Predicting escitalopram treatment response from pre-treatment and early response resting state fMRI in a multi-site sample: A CAN-BIND-1 report.

Many previous intervention studies have used functional magnetic resonance imaging (fMRI) data to predict the antidepressant response of patients with major depressive disorder (MDD); however, practical constraints have limited many of those attempts to small, single centre studies which may not adequately reflect how these models will generalize when used in clinical practice. Not only does the act of collecting data at multiple sites generally increase sample sizes (a critical point in machine learning development) it also generates a more heterogeneous dataset due to systematic differences in scanners at different sites, and geographical differences in patient populations.
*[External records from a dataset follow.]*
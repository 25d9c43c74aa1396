//! # `ResNet`
//!
//! Image-classification residual networks in the standard-stem (``vb``)
//! and deep-stem (``vd``) variants.
//!
//! * [`stage_config`] - per-depth stage layouts.
//! * [`assembler`] - expands a layout into per-unit specs.
//! * [`catalog`] - the named variants and [`ResNetFactory`].
//! * [`pretrained`] - checkpoint registry, fetching and loading.

pub mod assembler;
pub mod basic_block;
pub mod bottleneck_block;
pub mod catalog;
pub mod head;
pub mod pretrained;
pub mod residual_block;
pub mod resnet_model;
pub mod shortcut;
pub mod stage_config;
pub mod stems;

pub use assembler::{ResNetPlan, ResidualUnitSpec};
pub use catalog::*;
pub use resnet_model::{ResNet, ResNetAbstractConfig, ResNetConfig};
pub use stage_config::{BlockType, StageConfig, VariantFlag};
As part of the Canadian Biomarker Integration Network in Depression (CAN-BIND-1) study, 144 MDD patients from six sites underwent resting state fMRI prior to starting escitalopram treatment, and again two weeks after the start. Here, we consider ways to use machine learning techniques to produce models that can predict response (measured at eight weeks after initiation), based on various parcellations, functional connectivity (FC) metrics, dimensionality reduction algorithms, and base learners, and also whether to use scans from one or both time points. Models that use only baseline (pre-treatment) or only week 2 (early-response) whole-brain FC features consistently failed to perform significantly better than default models. Utilizing the change in FC between these two time points, however, yielded significant results, with the best performing analytical pipeline achieving 69.6% (SD 10.8) accuracy. These results appear contrary to findings from many smaller single-site studies, which report substantially higher predictive accuracies from models trained on only baseline resting state FC features, suggesting these models may not generalize well beyond data used for development. Further, these results indicate the potential value of collecting data both before and shortly after treatment initiation.